- [WHAT YOU WILL DO]
Your answer should be the lines below from the one with "summary.stop_reason = StopReason::TickLimit;" to the one with "use super::*;", both included, given again exactly and with nothing added.

- [SUPPLIED ENTRIES]
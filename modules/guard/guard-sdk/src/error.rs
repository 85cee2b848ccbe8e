//! Error types for the guard dispatch layer.

use thiserror::Error;

/// Errors produced or forwarded by authentication dispatch.
///
/// Every variant is terminal for the current `authenticate` call.
#[derive(Debug, Error)]
pub enum GuardError {
    /// A previously authenticated token has been invalidated.
    ///
    /// The caller must force a fresh authentication (e.g. logout and retry).
    #[error("authentication expired: the token was invalidated and must be re-authenticated")]
    Expired,

    /// No authenticator of the provider matches the token's context key.
    #[error(
        "token with context key '{context_key}' did not originate from any authenticator of context '{context}'"
    )]
    OriginMismatch { context_key: String, context: String },

    /// The matched authenticator could not resolve a user.
    #[error("authentication failed: {0}")]
    AuthenticationFailed(String),

    /// A user was resolved but credential verification returned false.
    #[error("bad credentials")]
    BadCredentials,

    /// Account-status failure raised by an [`AccountStatusChecker`](crate::AccountStatusChecker).
    #[error(transparent)]
    AccountStatus(#[from] AccountStatusError),

    /// The token variant cannot be handled by dispatch at all.
    #[error("unsupported token: {0}")]
    UnsupportedToken(String),

    /// No configured provider accepts the token.
    #[error("no authentication provider supports token origin '{origin}'")]
    ProviderNotFound { origin: String },

    /// A collaborator backend (user store, credential backend) is not available.
    #[error("service unavailable: {0}")]
    ServiceUnavailable(String),

    /// An internal error occurred.
    #[error("internal error: {0}")]
    Internal(String),
}

impl GuardError {
    /// Whether the caller has to discard the current token and start over.
    #[must_use]
    pub fn requires_reauthentication(&self) -> bool {
        matches!(self, Self::Expired)
    }
}

/// Account eligibility failures raised before or after credential verification.
#[derive(Debug, Clone, PartialEq, Eq, Error)]
pub enum AccountStatusError {
    #[error("account is disabled")]
    Disabled,

    #[error("account is locked")]
    Locked,

    #[error("account has expired")]
    AccountExpired,

    #[error("credentials have expired")]
    CredentialsExpired,

    /// Checker-specific rejection.
    #[error("account rejected: {0}")]
    Rejected(String),
}

/// Invalid security context name or authenticator id.
#[derive(Debug, Clone, PartialEq, Eq, Error)]
pub enum IdentifierError {
    #[error("{kind} must not be empty")]
    Empty { kind: &'static str },

    #[error("{kind} '{value}' contains invalid character '{character}'")]
    InvalidCharacter {
        kind: &'static str,
        value: String,
        character: char,
    },
}
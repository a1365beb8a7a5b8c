/*
 * This file is part of Sensorwatch.
 *
 * Copyright (C) 2025 Sensorwatch contributors
 *
 * Sensorwatch is free software: you can redistribute it and/or modify
 * it under the terms of the GNU General Public License as published by
 * the Free Software Foundation, either version 3 of the License, or
 * (at your option) any later version.
 *
 * Sensorwatch is distributed in the hope that it will be useful,
 * but WITHOUT ANY WARRANTY; without even the implied warranty of
 * MERCHANTABILITY or FITNESS FOR A PARTICULAR PURPOSE. See the
 * GNU General Public License for more details.
 *
 * You should have received a copy of the GNU General Public License
 * along with Sensorwatch. If not, see <https://www.gnu.org/licenses/>.
 */

//! Logging setup
//!
//! Structured logs go to stderr so that reports and JSON on stdout stay clean.

use tracing_subscriber::EnvFilter;

/// Environment variable holding the default log filter
pub const LOG_ENV: &str = "SENSORWATCH_LOG";

const DEFAULT_FILTER: &str = "info";

/// Filter directive from the command line, else the environment, else `info`
pub fn resolve_filter(flag: Option<&str>) -> String {
    if let Some(level) = flag.map(str::trim).filter(|l| !l.is_empty()) {
        return level.to_string();
    }
    match std::env::var(LOG_ENV) {
        Ok(level) if !level.trim().is_empty() => level.trim().to_string(),
        _ => DEFAULT_FILTER.to_string(),
    }
}

/// Install the global subscriber. Safe to call more than once.
pub fn init_logging(flag: Option<&str>) {
    let directive = resolve_filter(flag);
    let filter = EnvFilter::try_new(&directive).unwrap_or_else(|e| {
        eprintln!("Invalid log filter '{}': {}, using '{}'", directive, e, DEFAULT_FILTER);
        EnvFilter::new(DEFAULT_FILTER)
    });

    let _ = tracing_subscriber::fmt()
        .with_target(false)
        .with_level(true)
        .with_writer(std::io::stderr)
        .with_env_filter(filter)
        .try_init();
}
/*
 * This file is part of Sensorwatch.
 *
 * Copyright (C) 2025 Sensorwatch contributors
 *
 * Sensorwatch is free software: you can redistribute it and/or modify
 * it under the terms of the GNU General Public License as published by
 * the Free Software Foundation, either version 3 of the License, or
 * (at your option) any later version.
 *
 * Sensorwatch is distributed in the hope that it will be useful,
 * but WITHOUT ANY WARRANTY; without even the implied warranty of
 * MERCHANTABILITY or FITNESS FOR A PARTICULAR PURPOSE. See the
 * GNU General Public License for more details.
 *
 * You should have received a copy of the GNU General Public License
 * along with Sensorwatch. If not, see <https://www.gnu.org/licenses/>.
 */

//! Periodic read loop
//!
//! Hardware reads are blocking, so every tick runs on the blocking pool while
//! the async side only keeps time. A tick that overruns its soft timeout is
//! left to finish on its own; ticks that come due meanwhile are skipped.

use std::future::Future;
use std::sync::Arc;
use std::time::Duration;

use parking_lot::Mutex;
use sw_core::MetricBatch;
use tokio::task::JoinHandle;
use tokio::time::{interval, timeout, MissedTickBehavior};
use tracing::{debug, error, info, warn};

use crate::app::Session;
use crate::config::AppConfig;

#[derive(Debug, Clone, PartialEq, Eq)]
pub struct WatchOptions {
    pub interval: Duration,
    pub tick_timeout: Duration,
    pub max_consecutive_errors: u32,
    /// Stop after this many completed ticks
    pub max_ticks: Option<u64>,
}

impl WatchOptions {
    pub fn from_config(config: &AppConfig) -> Self {
        Self {
            interval: config.update_interval(),
            tick_timeout: config.tick_timeout(),
            max_consecutive_errors: config.max_consecutive_tick_errors,
            max_ticks: None,
        }
    }
}

/// Why the loop ended
#[derive(Debug, Clone, Copy, PartialEq, Eq)]
pub enum StopReason {
    Shutdown,
    TickLimit,
    TooManyErrors,
}

#[derive(Debug, Clone, PartialEq, Eq)]
pub struct WatchSummary {
    pub completed_ticks: u64,
    pub failed_ticks: u64,
    pub skipped_ticks: u64,
    pub stop_reason: StopReason,
}

/// Run ticks until `shutdown` resolves, the tick limit is hit, or too many
/// ticks in a row failed. `on_batch` sees every completed batch.
pub async fn run_watch<S, F>(
    session: Arc<Mutex<Session>>,
    options: WatchOptions,
    shutdown: S,
    mut on_batch: F,
) -> WatchSummary
where
    S: Future<Output = ()>,
    F: FnMut(&MetricBatch),
{
    tokio::pin!(shutdown);

    let mut ticker = interval(options.interval);
    ticker.set_missed_tick_behavior(MissedTickBehavior::Skip);

    let mut pending: Option<JoinHandle<MetricBatch>> = None;
    let mut consecutive_errors: u32 = 0;
    let mut summary = WatchSummary {
        completed_ticks: 0,
        failed_ticks: 0,
        skipped_ticks: 0,
        stop_reason: StopReason::Shutdown,
    };

    info!(
        interval_ms = options.interval.as_millis() as u64,
        timeout_ms = options.tick_timeout.as_millis() as u64,
        "Watch loop starting"
    );

    loop {
        tokio::select! {
            biased;
            _ = &mut shutdown => {
                info!("Shutdown requested");
                summary.stop_reason = StopReason::Shutdown;
                break;
            }
            _ = ticker.tick() => {}
        }

        if pending.as_ref().is_some_and(|h| !h.is_finished()) {
            summary.skipped_ticks += 1;
            warn!("Previous tick still running, skipping this one");
            continue;
        }
        pending = None;

        let worker = session.clone();
        let mut handle = tokio::task::spawn_blocking(move || worker.lock().tick());

        match timeout(options.tick_timeout, &mut handle).await {
            Ok(Ok(batch)) => {
                if consecutive_errors > 0 {
                    debug!(errors = consecutive_errors, "Read loop recovered");
                }
                consecutive_errors = 0;
                summary.completed_ticks += 1;
                on_batch(&batch);
            }
            Ok(Err(e)) => {
                consecutive_errors += 1;
                summary.failed_ticks += 1;
                error!(error = %e, count = consecutive_errors, "Read tick failed");
            }
            Err(_) => {
                consecutive_errors += 1;
                summary.failed_ticks += 1;
                warn!(
                    timeout_ms = options.tick_timeout.as_millis() as u64,
                    count = consecutive_errors,
                    "Read tick timed out"
                );
                pending = Some(handle);
            }
        }

        if consecutive_errors >= options.max_consecutive_errors {
            error!(errors = consecutive_errors, "Too many consecutive failed ticks, stopping");
            summary.stop_reason = StopReason::TooManyErrors;
            break;
        }
        if options.max_ticks.is_some_and(|max| summary.completed_ticks >= max) {
            summary.stop_reason = StopReason::TickLimit;
            break;
        }
    }

    info!(
        completed = summary.completed_ticks,
        failed = summary.failed_ticks,
        skipped = summary.skipped_ticks,
        "Watch loop stopped"
    );
    summary
}

#[cfg(test)]
mod tests {
    use super::*;
    use std::sync::atomic::{AtomicU64, Ordering};
    use sw_core::{HardwareNode, HardwareProvider, SensorNode, SnapshotProvider};
    use tempfile::TempDir;

    /// Snapshot provider whose refresh can be slowed down after startup
    struct SlowProvider {
        inner: SnapshotProvider,
        delay_ms: Arc<AtomicU64>,
    }

    impl HardwareProvider for SlowProvider {
        fn name(&self) -> &str {
            "slow"
        }

        fn enumerate(&mut self) -> sw_error::Result<Vec<HardwareNode>> {
            self.inner.enumerate()
        }

        fn refresh(&mut self, node: &mut HardwareNode) -> sw_error::Result<()> {
            let delay = self.delay_ms.load(Ordering::SeqCst);
            if delay > 0 {
                std::thread::sleep(Duration::from_millis(delay));
            }
            self.inner.refresh(node)
        }
    }

    fn session(dir: &TempDir, delay_ms: Arc<AtomicU64>) -> Arc<Mutex<Session>> {
        let provider = SlowProvider {
            inner: SnapshotProvider::from_nodes(vec![HardwareNode::new("AMD Ryzen 7 7700", "Cpu", "/amdcpu/0")
                .with_sensor(SensorNode::new("Core (Tctl/Tdie)", "Temperature", "/amdcpu/0/temperature/2", Some(51.0)))]),
            delay_ms,
        };
        Arc::new(Mutex::new(Session::open(
            &AppConfig::default(),
            Box::new(provider),
            dir.path().join("cache.json"),
        )))
    }

    fn options(max_ticks: Option<u64>) -> WatchOptions {
        WatchOptions {
            interval: Duration::from_millis(20),
            tick_timeout: Duration::from_millis(500),
            max_consecutive_errors: 2,
            max_ticks,
        }
    }

    #[tokio::test]
    async fn test_stops_after_tick_limit() {
        let dir = TempDir::new().unwrap();
        let session = session(&dir, Arc::new(AtomicU64::new(0)));

        let mut seen = Vec::new();
        let summary = run_watch(session, options(Some(3)), std::future::pending(), |batch| {
            seen.push(batch.cpu_temp)
        })
        .await;

        assert_eq!(summary.stop_reason, StopReason::TickLimit);
        assert_eq!(summary.completed_ticks, 3);
        assert_eq!(seen, vec![Some(51.0); 3]);
    }

    #[tokio::test]
    async fn test_shutdown_stops_loop() {
        let dir = TempDir::new().unwrap();
        let session = session(&dir, Arc::new(AtomicU64::new(0)));

        let summary = run_watch(session, options(None), async {}, |_| {}).await;
        assert_eq!(summary.stop_reason, StopReason::Shutdown);
    }

    #[tokio::test]
    async fn test_slow_ticks_time_out_and_stop() {
        let dir = TempDir::new().unwrap();
        let delay = Arc::new(AtomicU64::new(0));
        let session = session(&dir, delay.clone());
        delay.store(150, Ordering::SeqCst);

        let mut opts = options(None);
        opts.tick_timeout = Duration::from_millis(30);
        let summary = run_watch(session, opts, std::future::pending(), |_| {}).await;

        assert_eq!(summary.stop_reason, StopReason::TooManyErrors);
        assert_eq!(summary.failed_ticks, 2);
        assert_eq!(summary.completed_ticks, 0);
        assert!(summary.skipped_ticks > 0);
    }
}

- [EXERCISE OUTPUT]
            summary.stop_reason = StopReason::TickLimit;
            break;
        }
    }

    info!(
        completed = summary.completed_ticks,
        failed = summary.failed_ticks,
        skipped = summary.skipped_ticks,
        "Watch loop stopped"
    );
    summary
}

#[cfg(test)]
mod tests {
    use super::*;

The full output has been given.